• TASK DIRECTIONS: I need every line of the material below that includes the string "AttackType".

• INPUT:
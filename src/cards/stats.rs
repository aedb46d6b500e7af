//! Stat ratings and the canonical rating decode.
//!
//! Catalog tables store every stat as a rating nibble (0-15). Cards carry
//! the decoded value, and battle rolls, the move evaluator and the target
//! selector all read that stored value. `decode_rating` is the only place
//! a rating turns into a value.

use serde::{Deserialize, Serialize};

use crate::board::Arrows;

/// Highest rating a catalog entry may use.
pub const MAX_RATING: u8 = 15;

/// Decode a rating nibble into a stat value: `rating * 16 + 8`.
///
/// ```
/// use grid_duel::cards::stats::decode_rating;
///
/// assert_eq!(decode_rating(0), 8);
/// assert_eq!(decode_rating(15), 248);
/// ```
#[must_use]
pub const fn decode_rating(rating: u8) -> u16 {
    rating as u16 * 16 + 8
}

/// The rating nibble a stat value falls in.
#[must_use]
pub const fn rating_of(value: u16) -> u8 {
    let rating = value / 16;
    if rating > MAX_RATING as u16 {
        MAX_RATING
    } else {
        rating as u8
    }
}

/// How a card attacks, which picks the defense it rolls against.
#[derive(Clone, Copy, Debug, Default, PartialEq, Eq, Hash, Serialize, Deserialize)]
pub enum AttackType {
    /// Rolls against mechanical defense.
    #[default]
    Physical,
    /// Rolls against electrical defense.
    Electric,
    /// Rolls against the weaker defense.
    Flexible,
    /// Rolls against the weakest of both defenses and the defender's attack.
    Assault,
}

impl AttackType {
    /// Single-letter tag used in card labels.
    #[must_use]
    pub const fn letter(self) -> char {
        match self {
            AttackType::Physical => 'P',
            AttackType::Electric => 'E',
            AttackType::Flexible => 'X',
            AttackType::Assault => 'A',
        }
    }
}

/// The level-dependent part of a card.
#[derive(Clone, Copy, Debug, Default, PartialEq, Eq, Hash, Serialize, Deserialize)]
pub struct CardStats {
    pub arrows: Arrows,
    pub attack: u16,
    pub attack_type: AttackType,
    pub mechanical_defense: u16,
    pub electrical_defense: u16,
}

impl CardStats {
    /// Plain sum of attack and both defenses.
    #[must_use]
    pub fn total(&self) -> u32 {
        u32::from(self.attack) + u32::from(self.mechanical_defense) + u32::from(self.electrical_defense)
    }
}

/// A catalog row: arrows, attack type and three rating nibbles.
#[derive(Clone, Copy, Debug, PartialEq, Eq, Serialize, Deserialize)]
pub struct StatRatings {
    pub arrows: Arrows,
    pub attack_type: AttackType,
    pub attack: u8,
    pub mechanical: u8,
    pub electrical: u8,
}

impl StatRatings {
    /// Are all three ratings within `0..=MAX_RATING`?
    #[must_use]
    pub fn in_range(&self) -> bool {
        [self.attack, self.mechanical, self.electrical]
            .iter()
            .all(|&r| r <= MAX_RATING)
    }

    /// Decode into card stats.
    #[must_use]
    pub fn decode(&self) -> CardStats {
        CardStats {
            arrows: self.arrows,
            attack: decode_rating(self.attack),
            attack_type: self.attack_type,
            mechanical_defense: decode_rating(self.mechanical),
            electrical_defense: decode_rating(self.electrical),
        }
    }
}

* * *

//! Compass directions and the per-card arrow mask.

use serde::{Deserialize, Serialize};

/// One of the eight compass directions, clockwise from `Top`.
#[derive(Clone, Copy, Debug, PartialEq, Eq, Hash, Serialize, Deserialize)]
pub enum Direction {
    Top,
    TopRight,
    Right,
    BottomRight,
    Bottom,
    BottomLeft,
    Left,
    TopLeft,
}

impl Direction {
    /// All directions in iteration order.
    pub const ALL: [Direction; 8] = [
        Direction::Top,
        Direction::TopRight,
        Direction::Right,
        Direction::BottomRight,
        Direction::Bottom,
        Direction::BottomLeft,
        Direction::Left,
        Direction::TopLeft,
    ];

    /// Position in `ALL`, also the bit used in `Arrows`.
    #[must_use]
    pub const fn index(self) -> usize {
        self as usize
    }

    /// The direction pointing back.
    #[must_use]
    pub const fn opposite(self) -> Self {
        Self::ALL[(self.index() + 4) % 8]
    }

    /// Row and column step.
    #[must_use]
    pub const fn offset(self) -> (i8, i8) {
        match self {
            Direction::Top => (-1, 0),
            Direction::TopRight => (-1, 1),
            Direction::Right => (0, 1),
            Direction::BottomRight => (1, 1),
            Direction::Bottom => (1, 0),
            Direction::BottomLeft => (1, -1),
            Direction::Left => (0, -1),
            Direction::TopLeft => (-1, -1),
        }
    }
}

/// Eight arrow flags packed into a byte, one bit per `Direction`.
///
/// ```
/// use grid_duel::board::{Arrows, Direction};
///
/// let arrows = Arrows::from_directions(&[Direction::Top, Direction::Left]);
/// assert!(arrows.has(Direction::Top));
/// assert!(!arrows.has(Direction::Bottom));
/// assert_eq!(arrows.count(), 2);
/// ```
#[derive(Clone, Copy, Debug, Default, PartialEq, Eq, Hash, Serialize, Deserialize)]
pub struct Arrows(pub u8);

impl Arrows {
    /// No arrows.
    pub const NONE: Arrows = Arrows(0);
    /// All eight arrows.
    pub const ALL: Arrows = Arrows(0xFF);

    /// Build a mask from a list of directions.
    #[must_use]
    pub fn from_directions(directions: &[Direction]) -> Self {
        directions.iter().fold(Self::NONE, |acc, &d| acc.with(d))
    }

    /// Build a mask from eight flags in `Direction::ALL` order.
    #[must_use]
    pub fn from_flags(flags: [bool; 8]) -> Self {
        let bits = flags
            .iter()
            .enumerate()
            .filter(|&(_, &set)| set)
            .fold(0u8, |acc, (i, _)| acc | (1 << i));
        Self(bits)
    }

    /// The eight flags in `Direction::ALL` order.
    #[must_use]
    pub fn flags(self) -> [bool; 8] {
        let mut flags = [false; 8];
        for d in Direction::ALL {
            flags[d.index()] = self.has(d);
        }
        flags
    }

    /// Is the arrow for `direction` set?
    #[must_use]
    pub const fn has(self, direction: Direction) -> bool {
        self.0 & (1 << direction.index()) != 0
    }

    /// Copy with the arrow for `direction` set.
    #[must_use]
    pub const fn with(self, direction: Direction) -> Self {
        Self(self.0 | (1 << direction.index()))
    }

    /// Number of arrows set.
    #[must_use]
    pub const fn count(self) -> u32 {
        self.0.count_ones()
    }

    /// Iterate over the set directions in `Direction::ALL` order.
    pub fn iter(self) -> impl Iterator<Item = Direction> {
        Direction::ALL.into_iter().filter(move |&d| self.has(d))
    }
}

• RESPONSE BELOW:
pub enum AttackType {
impl AttackType {
            AttackType::Physical => 'P',
            AttackType::Electric => 'E',
            AttackType::Flexible => 'X',
            AttackType::Assault => 'A',
    pub attack_type: AttackType,
    pub attack_type: AttackType,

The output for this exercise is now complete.